Em resposta a uma nota sobre emigração

(Pintura cuja autoria não foi possível identificar)
Em resposta a uma nota sobre emigração
Também não quero emigrar. Há pessoas, locais, cheiros e memórias das quais não me quero separar tão cedo. Apesar de considerar que os alunos deste país precisam da minha energia e motivação para lhes poder ensinar a amar a sua língua e literatura, de lhes ensinar que Fernando Pessoa não é um produto de marketing, mas de sensibilidade e inteligência, de lhes ensinar que Camões não é só um zarolho, que os poetas existem para lá dos interesses editoriais e é difícil encontrá-los nas estantes das livrarias e nos seus manuais escolares, de lhes ensinar que há muitas coisas que deveriam saber e não sabem, de lhes ensinar que há pessoas na casa dos 20 anos que insistem que ser professor não é uma segunda opção nem coisa exclusiva da geração dos nossos pais... Apesar de considerar que eles me vão ensinar a crescer, a chorar e a desfazer todas as minhas crenças estúpidas, a lembrar-me que algumas palavras já não se escrevem com "cê", que um número numa grelha de Excel exige muitas alíneas, que não deverei ser tão infantil e egocêntrica como eles, que deverei aproveitar melhor o espaço do quadro, refilando que a minha letra é quase ilegível, que vale a pena trabalhar a recibos verdes, descontando mais do que aquilo que ganho para uma reforma que possivelmente não existirá... Apesar de tudo isso, estou tentada a não desistir. Talvez quando a profissão de professor seja semelhante a uma dieta de pão e água, haja muitos gordos que optem por outras áreas.
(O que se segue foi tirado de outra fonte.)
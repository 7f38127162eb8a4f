use crate::Credentials;
use crate::ProcessingMode;
use crate::QueryParams;
use crate::RestError;
use crate::RestRequest;
use c8y_config::C8yConfig;
use reqwest::header::HeaderMap;
use reqwest::header::HeaderValue;
use reqwest::header::ACCEPT;
use reqwest::Certificate;
use reqwest::Method;
use std::path::PathBuf;
use std::time::Duration;
use url::Url;

const DEFAULT_TIMEOUT: Duration = Duration::from_secs(30);

/// Shared client to a Cumulocity tenant
///
/// Holds the base address, the credentials and a pooled `reqwest::Client`.
/// Cloning is cheap and clones share the same connection pool.
#[derive(Debug, Clone)]
pub struct C8yHttpClient {
    http: reqwest::Client,
    base_url: Url,
    credentials: Option<Credentials>,
    bootstrap_credentials: Option<Credentials>,
    processing_mode: Option<ProcessingMode>,
}

impl C8yHttpClient {
    /// A client with default settings and no credentials
    pub fn new(base_url: &str) -> Result<Self, RestError> {
        C8yHttpClient::builder(base_url).build()
    }

    pub fn builder(base_url: &str) -> C8yHttpClientBuilder {
        C8yHttpClientBuilder::new(base_url)
    }

    pub fn base_url(&self) -> &Url {
        &self.base_url
    }

    pub fn credentials(&self) -> Option<&Credentials> {
        self.credentials.as_ref()
    }

    /// Credentials of the bootstrap user, used before service user credentials are known
    pub fn bootstrap_credentials(&self) -> Option<&Credentials> {
        self.bootstrap_credentials.as_ref()
    }

    /// The processing mode applied to write requests that don't set one
    pub fn processing_mode(&self) -> Option<ProcessingMode> {
        self.processing_mode
    }

    /// A copy of this client authenticating with other credentials
    pub fn with_credentials(&self, credentials: Credentials) -> Self {
        C8yHttpClient {
            credentials: Some(credentials),
            ..self.clone()
        }
    }

    pub(crate) fn http(&self) -> &reqwest::Client {
        &self.http
    }

    /// Start a request to the resource identified by a path template and its parameters
    ///
    /// ```no_run
    /// # async fn run() -> Result<(), c8y_http::RestError> {
    /// use c8y_http::C8yHttpClient;
    /// use reqwest::Method;
    ///
    /// let c8y = C8yHttpClient::new("https://example.cumulocity.com")?;
    /// let event: serde_json::Value = c8y
    ///     .request(Method::GET, "/event/events/{id}", &["12345"])
    ///     .accept("application/vnd.com.nsn.cumulocity.event+json")
    ///     .send_json()
    ///     .await?;
    /// # Ok(())
    /// # }
    /// ```
    pub fn request(&self, method: Method, template: &str, params: &[&str]) -> RestRequest<'_> {
        RestRequest::new(self, method, template, params)
    }

    pub fn get(&self, template: &str, params: &[&str]) -> RestRequest<'_> {
        self.request(Method::GET, template, params)
    }

    pub fn post(&self, template: &str, params: &[&str]) -> RestRequest<'_> {
        self.request(Method::POST, template, params)
    }

    pub fn put(&self, template: &str, params: &[&str]) -> RestRequest<'_> {
        self.request(Method::PUT, template, params)
    }

    pub fn delete(&self, template: &str, params: &[&str]) -> RestRequest<'_> {
        self.request(Method::DELETE, template, params)
    }

    /// Compose the full URL of a resource
    pub fn url_for(&self, path: &str, query: &QueryParams) -> Result<Url, RestError> {
        let mut url = self.base_url.clone();
        let prefix = url.path().trim_end_matches('/').to_string();
        url.set_path(&format!("{prefix}{path}"));
        url.set_query(None);
        if !query.is_empty() {
            url.query_pairs_mut().extend_pairs(query.iter());
        }
        Ok(url)
    }
}

/// Normalize a Cumulocity address, `https` being assumed when no scheme is given
pub fn parse_base_url(base_url: &str) -> Result<Url, RestError> {
    let base_url = base_url.trim();
    if base_url.starts_with("http://") || base_url.starts_with("https://") {
        Ok(Url::parse(base_url)?)
    } else {
        Ok(Url::parse(&format!("https://{base_url}"))?)
    }
}

pub struct C8yHttpClientBuilder {
    base_url: String,
    credentials: Option<Credentials>,
    bootstrap_credentials: Option<Credentials>,
    processing_mode: Option<ProcessingMode>,
    timeout: Duration,
    root_certs: Vec<PathBuf>,
    http: Option<reqwest::Client>,
}

impl C8yHttpClientBuilder {
    pub fn new(base_url: &str) -> Self {
        C8yHttpClientBuilder {
            base_url: base_url.to_string(),
            credentials: None,
            bootstrap_credentials: None,
            processing_mode: None,
            timeout: DEFAULT_TIMEOUT,
            root_certs: vec![],
            http: None,
        }
    }

    pub fn credentials(self, credentials: Credentials) -> Self {
        C8yHttpClientBuilder {
            credentials: Some(credentials),
            ..self
        }
    }

    pub fn bootstrap_credentials(self, credentials: Credentials) -> Self {
        C8yHttpClientBuilder {
            bootstrap_credentials: Some(credentials),
            ..self
        }
    }

    pub fn processing_mode(self, processing_mode: ProcessingMode) -> Self {
        C8yHttpClientBuilder {
            processing_mode: Some(processing_mode),
            ..self
        }
    }

    pub fn timeout(self, timeout: Duration) -> Self {
        C8yHttpClientBuilder { timeout, ..self }
    }

    /// Trust an additional PEM encoded root certificate
    pub fn root_cert(mut self, path: impl Into<PathBuf>) -> Self {
        self.root_certs.push(path.into());
        self
    }

    /// Use a pre-configured `reqwest::Client`
    ///
    /// The timeout and root certificates of this builder are then ignored.
    pub fn http_client(self, http: reqwest::Client) -> Self {
        C8yHttpClientBuilder {
            http: Some(http),
            ..self
        }
    }

    pub fn build(self) -> Result<C8yHttpClient, RestError> {
        let base_url = parse_base_url(&self.base_url)?;
        let http = match self.http {
            Some(http) => http,
            None => {
                let mut default_headers = HeaderMap::new();
                default_headers.insert(ACCEPT, HeaderValue::from_static("application/json"));

                let mut builder = reqwest::Client::builder()
                    .default_headers(default_headers)
                    .timeout(self.timeout);
                for path in self.root_certs {
                    let pem = std::fs::read(&path).map_err(|source| RestError::Io {
                        path: path.clone(),
                        source,
                    })?;
                    builder = builder.add_root_certificate(Certificate::from_pem(&pem)?);
                }
                builder.build()?
            }
        };

        Ok(C8yHttpClient {
            http,
            base_url,
            credentials: self.credentials,
            bootstrap_credentials: self.bootstrap_credentials,
            processing_mode: self.processing_mode,
        })
    }
}

/// The errors that could occur while building a `C8yHttpClient` from the configuration
#[derive(Debug, thiserror::Error)]
pub enum C8yHttpConfigBuildError {
    #[error("The Cumulocity URL is not set")]
    MissingUrl,

    #[error(transparent)]
    FromRestError(#[from] RestError),
}

impl TryFrom<&C8yConfig> for C8yHttpClient {
    type Error = C8yHttpConfigBuildError;

    fn try_from(config: &C8yConfig) -> Result<Self, Self::Error> {
        let base_url = config
            .c8y
            .url
            .as_deref()
            .ok_or(C8yHttpConfigBuildError::MissingUrl)?;

        let mut builder = C8yHttpClient::builder(base_url);

        if let Some(token) = &config.c8y.token {
            builder = builder.credentials(Credentials::bearer(token));
        } else if let (Some(user), Some(password)) = (&config.c8y.user, &config.c8y.password) {
            builder = builder.credentials(Credentials::Basic {
                tenant: config.c8y.tenant.clone(),
                user: user.clone(),
                password: password.clone(),
            });
        }

        if let (Some(user), Some(password)) = (&config.bootstrap.user, &config.bootstrap.password)
        {
            builder = builder.bootstrap_credentials(Credentials::Basic {
                tenant: config
                    .bootstrap
                    .tenant
                    .clone()
                    .or_else(|| config.c8y.tenant.clone()),
                user: user.clone(),
                password: password.clone(),
            });
        }

        if let Some(timeout) = config.http.timeout_secs {
            builder = builder.timeout(Duration::from_secs(timeout));
        }
        if let Some(path) = &config.http.root_cert_path {
            builder = builder.root_cert(path);
        }
        if let Some(mode) = &config.http.processing_mode {
            builder = builder.processing_mode(mode.parse()?);
        }

        Ok(builder.build()?)
    }
}

#[cfg(test)]
mod tests {
    use super::*;
    use assert_matches::assert_matches;
    use test_case::test_case;

    #[test_case("test_host", "https://test_host/")]
    #[test_case("https://tenant.cumulocity.com", "https://tenant.cumulocity.com/")]
    #[test_case("http://127.0.0.1:8001/c8y", "http://127.0.0.1:8001/c8y")]
    fn base_url_defaults_to_https(base_url: &str, expected: &str) {
        assert_eq!(parse_base_url(base_url).unwrap().as_str(), expected);
    }

    #[test]
    fn resource_paths_are_appended_to_the_base_path() {
        let c8y = C8yHttpClient::new("http://127.0.0.1:8001/c8y/").unwrap();
        let url = c8y
            .url_for("/inventory/managedObjects", &QueryParams::new())
            .unwrap();

        assert_eq!(
            url.as_str(),
            "http://127.0.0.1:8001/c8y/inventory/managedObjects"
        );
    }

    #[test]
    fn url_has_no_query_string_when_no_parameter_is_given() {
        let c8y = C8yHttpClient::new("tenant.cumulocity.com").unwrap();
        let url = c8y.url_for("/event/events", &QueryParams::new()).unwrap();

        assert_eq!(url.as_str(), "https://tenant.cumulocity.com/event/events");
    }

    #[test]
    fn client_is_built_from_configuration() {
        let mut config = C8yConfig::default();
        config.c8y.url = Some("tenant.cumulocity.com".into());
        config.c8y.tenant = Some("t12345".into());
        config.c8y.user = Some("admin".into());
        config.c8y.password = Some("secret".into());
        config.bootstrap.user = Some("servicebootstrap_app".into());
        config.bootstrap.password = Some("bootstrap".into());
        config.http.processing_mode = Some("transient".into());

        let c8y = C8yHttpClient::try_from(&config).unwrap();

        assert_eq!(c8y.base_url().as_str(), "https://tenant.cumulocity.com/");
        assert_eq!(
            c8y.credentials().and_then(Credentials::username).as_deref(),
            Some("t12345/admin")
        );
        assert_eq!(
            c8y.bootstrap_credentials()
                .and_then(Credentials::username)
                .as_deref(),
            Some("t12345/servicebootstrap_app")
        );
        assert_eq!(c8y.processing_mode(), Some(ProcessingMode::Transient));
    }

    #[test]
    fn token_takes_precedence_over_user_and_password() {
        let mut config = C8yConfig::default();
        config.c8y.url = Some("tenant.cumulocity.com".into());
        config.c8y.user = Some("admin".into());
        config.c8y.password = Some("secret".into());
        config.c8y.token = Some("eyJhbGciOi".into());

        let c8y = C8yHttpClient::try_from(&config).unwrap();

        assert_eq!(c8y.credentials(), Some(&Credentials::bearer("eyJhbGciOi")));
    }

    #[test]
    fn configuration_without_url_is_rejected() {
        assert_matches!(
            C8yHttpClient::try_from(&C8yConfig::default()),
            Err(C8yHttpConfigBuildError::MissingUrl)
        );
    }
}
Se não houver lugar para mim, trabalharei noutras áreas em que já trabalhei para ser professora aos 23 anos, a tirar cafés, limpar cinzeiros, vender mil euros de roupa de marca em 8 horas, servir sopas em eventos da minha universidade... Mas, dessa vez, será para poder ter filhos no meu país, para que tenham professores jovens e velhos, mas felizes. Se não for possível, então, adeus, País. Pobre de ti, serás novamente um mero retrato a preto e branco.